Defective positioning in granulomas but not lung-homing limits CD4 T-cell interactions with Mycobacterium tuberculosis-infected macrophages in rhesus macaques

Protection against Mycobacterium tuberculosis (Mtb) infection requires CD4 Tcells to migrate into the lung and interact with infected macrophages. In mice, less-differentiated CXCR3(+) CD4 Tcells migrate into the lung and suppress growth of Mtb, whereas CX3CR1(+) terminally differentiated Th1 cells accumulate in the blood vasculature and do not control pulmonary infection. Here we examine CD4 T-cell differentiation and lung homing during primary Mtb infection of rhesus macaques. Mtb-specific CD4 T cells simultaneously appeared in the airways and blood B21-28 days post exposure, indicating that recently primed effectors are quickly recruited into the lungs after entering circulation. Mtb-specific CD4T cells in granulomas display a tissue-parenchymal CXCR3(+)CX3CR1(-)PD-1(hi)CTLA-4(+) phenotype.

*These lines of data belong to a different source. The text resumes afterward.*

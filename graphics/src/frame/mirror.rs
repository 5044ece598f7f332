//! Per-frame copies of mutable shading parameters.
//!
//! A [`ShadingBlock`] is the single CPU-authoritative value. Its
//! [`ConstantMirror`] owns N upload arrays, one per frame slot, and each block
//! owns one element in every array. [`ConstantMirror::sync`] refreshes the
//! slot for the frame being recorded:
//!
//! ```text
//! edit ──► Dirty(N) ──sync f──► Dirty(N-1) ──sync f+1──► ... ──► Clean
//!             ▲                                                    │
//!             └──────────────────────── edit ──────────────────────┘
//! ```

use std::sync::Arc;
use std::sync::atomic::{AtomicU64, Ordering};

use super::dirty::{DirtyCountdown, DirtyState, FramesInFlight};
use crate::device::GraphicsDevice;
use crate::error::GraphicsError;
use crate::resources::UploadBuffer;

static NEXT_MIRROR_ID: AtomicU64 = AtomicU64::new(1);

/// A mutable shading parameter block with its dirty countdown.
///
/// Every mutating accessor resets the countdown to N, so all N mirror slots
/// pick up the latest value before the block reads as clean again. While dirty,
/// the block must be synced on consecutive slots; leaving it out of a frame's
/// [`ConstantMirror::sync`] makes the next one fail with
/// [`GraphicsError::FrameOutOfOrder`].
#[derive(Debug)]
pub struct ShadingBlock<T> {
    value: T,
    countdown: DirtyCountdown,
    index: u32,
    mirror_id: u64,
    last_slot: Option<usize>,
}

impl<T> ShadingBlock<T> {
    pub(crate) fn new(
        value: T,
        index: u32,
        frames_in_flight: FramesInFlight,
        mirror_id: u64,
    ) -> Self {
        Self {
            value,
            countdown: DirtyCountdown::new(frames_in_flight),
            index,
            mirror_id,
            last_slot: None,
        }
    }

    /// The current logical value.
    pub fn value(&self) -> &T {
        &self.value
    }

    /// Element index of this block in every mirror slot.
    pub fn index(&self) -> u32 {
        self.index
    }

    /// Replace the value.
    pub fn set(&mut self, value: T) {
        self.value = value;
        self.mark_dirty();
    }

    /// Edit the value in place.
    pub fn modify(&mut self, f: impl FnOnce(&mut T)) {
        f(&mut self.value);
        self.mark_dirty();
    }

    /// Mutable access to the value. Marks the block dirty even if nothing is
    /// written through the reference.
    pub fn edit(&mut self) -> &mut T {
        self.mark_dirty();
        &mut self.value
    }

    /// Slot this block was last written to during the current countdown.
    pub fn last_slot(&self) -> Option<usize> {
        self.last_slot
    }

    /// Number of mirror slots still holding a stale value.
    pub fn frames_dirty(&self) -> u32 {
        self.countdown.remaining()
    }

    pub fn state(&self) -> DirtyState {
        self.countdown.state()
    }

    pub fn is_dirty(&self) -> bool {
        self.countdown.is_dirty()
    }

    pub fn frames_in_flight(&self) -> FramesInFlight {
        self.countdown.frames_in_flight()
    }

    // A fresh countdown may start on any slot.
    fn mark_dirty(&mut self) {
        self.countdown.mark_dirty();
        self.last_slot = None;
    }

    /// Slot a dirty block must be written to next, if its countdown has started.
    fn expected_slot(&self) -> Option<usize> {
        if !self.countdown.is_dirty() {
            return None;
        }
        let n = self.countdown.frames_in_flight().as_usize();
        self.last_slot.map(|last| (last + 1) % n)
    }
}

/// N parallel upload arrays of `T`, one per frame in flight.
///
/// The mirror hands out element indices through
/// [`create_block`](Self::create_block). Frames must be synced in the
/// round-robin order [`FramePipeline`](super::FramePipeline) produces; slot
/// `f` may only be written once the GPU has finished the frame that last read
/// it, which is what [`FramePipeline::begin_frame`](super::FramePipeline::begin_frame)
/// guarantees.
///
/// ```ignore
/// let mut materials = ConstantMirror::<MaterialConstants>::new(&device, "materials", frames, 64)?;
/// let mut brick = materials.create_block(MaterialConstants::default())?;
///
/// loop {
///     let slot = pipeline.begin_frame();
///     materials.sync(slot, [&mut brick])?;
///     // record and submit
/// }
/// ```
pub struct ConstantMirror<T: bytemuck::Pod> {
    id: u64,
    label: String,
    slots: Vec<UploadBuffer<T>>,
    frames_in_flight: FramesInFlight,
    capacity: u32,
    next_index: u32,
    last_frame: Option<usize>,
}

impl<T: bytemuck::Pod> ConstantMirror<T> {
    /// Allocate N slots of `capacity` constant-buffer elements each.
    ///
    /// Slots are labelled `{label}_frame{i}`.
    #[track_caller]
    pub fn new(
        device: &Arc<GraphicsDevice>,
        label: impl Into<String>,
        frames_in_flight: FramesInFlight,
        capacity: u32,
    ) -> Result<Self, GraphicsError> {
        let label = label.into();
        let mut slots = Vec::with_capacity(frames_in_flight.as_usize());
        for i in 0..frames_in_flight.as_usize() {
            slots.push(UploadBuffer::new(
                device,
                format!("{label}_frame{i}"),
                capacity,
                true,
            )?);
        }

        log::debug!(
            "ConstantMirror `{}`: {} slots x {} elements",
            label,
            frames_in_flight,
            capacity
        );

        Ok(Self {
            id: NEXT_MIRROR_ID.fetch_add(1, Ordering::Relaxed),
            label,
            slots,
            frames_in_flight,
            capacity,
            next_index: 0,
            last_frame: None,
        })
    }

    /// Allocate the next element index and wrap `value` in a block for it.
    ///
    /// The block starts dirty in all N slots.
    pub fn create_block(&mut self, value: T) -> Result<ShadingBlock<T>, GraphicsError> {
        if self.next_index >= self.capacity {
            log::error!("ConstantMirror `{}` is full ({})", self.label, self.capacity);
            return Err(GraphicsError::ConstantIndexOutOfRange {
                index: self.next_index,
                capacity: self.capacity,
            });
        }
        let index = self.next_index;
        self.next_index += 1;
        Ok(ShadingBlock::new(value, index, self.frames_in_flight, self.id))
    }

    /// Refresh slot `frame` from every dirty block, consuming one count each.
    ///
    /// Call once per frame with every block of the mirror; `frame` must follow
    /// the previously synced slot in round-robin order, and a dirty block must
    /// not skip a slot its countdown has reached. All blocks are checked before
    /// anything is written, so on a validation error no slot and no countdown
    /// changes. Returns the number of elements written.
    #[track_caller]
    pub fn sync<'a, I>(&mut self, frame: usize, blocks: I) -> Result<usize, GraphicsError>
    where
        I: IntoIterator<Item = &'a mut ShadingBlock<T>>,
        T: 'a,
    {
        self.check_frame(frame)?;
        if let Some(last) = self.last_frame {
            let expected = (last + 1) % self.frames_in_flight.as_usize();
            if frame != expected {
                log::error!(
                    "ConstantMirror `{}`: synced slot {} after {}",
                    self.label,
                    frame,
                    last
                );
                return Err(GraphicsError::FrameOutOfOrder {
                    expected,
                    actual: frame,
                });
            }
        }

        let mut blocks: Vec<&mut ShadingBlock<T>> = blocks.into_iter().collect();
        for block in &blocks {
            self.check_block(block)?;
            if let Some(expected) = block.expected_slot()
                && expected != frame
            {
                log::error!(
                    "ConstantMirror `{}`: block {} skipped slot {}",
                    self.label,
                    block.index,
                    expected
                );
                return Err(GraphicsError::FrameOutOfOrder {
                    expected,
                    actual: frame,
                });
            }
        }

        self.last_frame = Some(frame);

        let slot = &self.slots[frame];
        let mut written = 0;
        for block in blocks.iter_mut() {
            if block.countdown.is_dirty() {
                slot.copy_data(block.index, &block.value)?;
                block.countdown.consume();
                block.last_slot = Some(frame);
                written += 1;
            }
        }

        log::trace!(
            "ConstantMirror `{}`: slot {} refreshed {} elements",
            self.label,
            frame,
            written
        );
        Ok(written)
    }

    /// Write `value` straight into slot `frame`, bypassing dirty tracking.
    ///
    /// For data rewritten every frame, such as per-pass constants. Only the
    /// slot range is checked; unlike [`sync`](Self::sync) the round-robin
    /// order is not enforced, and `frame` does not affect
    /// [`last_frame`](Self::last_frame).
    #[track_caller]
    pub fn write(&self, frame: usize, index: u32, value: &T) -> Result<(), GraphicsError> {
        self.check_frame(frame)?;
        self.slots[frame].copy_data(index, value)
    }

    /// The upload array backing slot `frame`.
    pub fn slot(&self, frame: usize) -> Option<&UploadBuffer<T>> {
        self.slots.get(frame)
    }

    /// Byte offset of element `index` inside any slot.
    pub fn element_offset(&self, index: u32) -> u64 {
        self.slots
            .first()
            .map(|slot| slot.element_offset(index))
            .unwrap_or(0)
    }

    pub fn label(&self) -> &str {
        &self.label
    }

    pub fn frames_in_flight(&self) -> FramesInFlight {
        self.frames_in_flight
    }

    /// Elements per slot.
    pub fn capacity(&self) -> u32 {
        self.capacity
    }

    /// Blocks created so far.
    pub fn len(&self) -> u32 {
        self.next_index
    }

    pub fn is_empty(&self) -> bool {
        self.next_index == 0
    }

    /// Slot passed to the most recent successful [`sync`](Self::sync).
    pub fn last_frame(&self) -> Option<usize> {
        self.last_frame
    }

    fn check_frame(&self, frame: usize) -> Result<(), GraphicsError> {
        if frame >= self.frames_in_flight.as_usize() {
            return Err(GraphicsError::InvalidParameter(format!(
                "frame slot {} out of range for `{}` ({} frames in flight)",
                frame, self.label, self.frames_in_flight
            )));
        }
        Ok(())
    }

    fn check_block(&self, block: &ShadingBlock<T>) -> Result<(), GraphicsError> {
        if block.frames_in_flight() != self.frames_in_flight {
            log::error!(
                "ConstantMirror `{}`: block built for {} frames, mirror has {}",
                self.label,
                block.frames_in_flight(),
                self.frames_in_flight
            );
            return Err(GraphicsError::FrameCountMismatch {
                expected: self.frames_in_flight.get(),
                actual: block.frames_in_flight().get(),
            });
        }
        if block.mirror_id != self.id {
            return Err(GraphicsError::InvalidParameter(format!(
                "block {} was not created by `{}`",
                block.index, self.label
            )));
        }
        if block.index >= self.capacity {
            return Err(GraphicsError::ConstantIndexOutOfRange {
                index: block.index,
                capacity: self.capacity,
            });
        }
        Ok(())
    }
}

impl<T: bytemuck::Pod> std::fmt::Debug for ConstantMirror<T> {
    fn fmt(&self, f: &mut std::fmt::Formatter<'_>) -> std::fmt::Result {
        f.debug_struct("ConstantMirror")
            .field("label", &self.label)
            .field("frames_in_flight", &self.frames_in_flight)
            .field("capacity", &self.capacity)
            .field("len", &self.next_index)
            .field("last_frame", &self.last_frame)
            .finish()
    }
}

However, most granuloma CD4 Tcells are found within the outer lymphocyte cuff and few localize to the myeloid cell core containing the bacilli. Using the intravascular stain approach, we find essentially all Mtb-specific CD4 T cells in granulomas have extravasated across the vascular endothelium into the parenchyma. Therefore, it is unlikely to be that lung-homing defects introduced by terminal differentiation limit the migration of CD4 T cells into granulomas following primary Mtb infection of macaques. However, intralesional positioning defects within the granuloma may pose a major barrier to T-cell-mediated immunity during tuberculosis.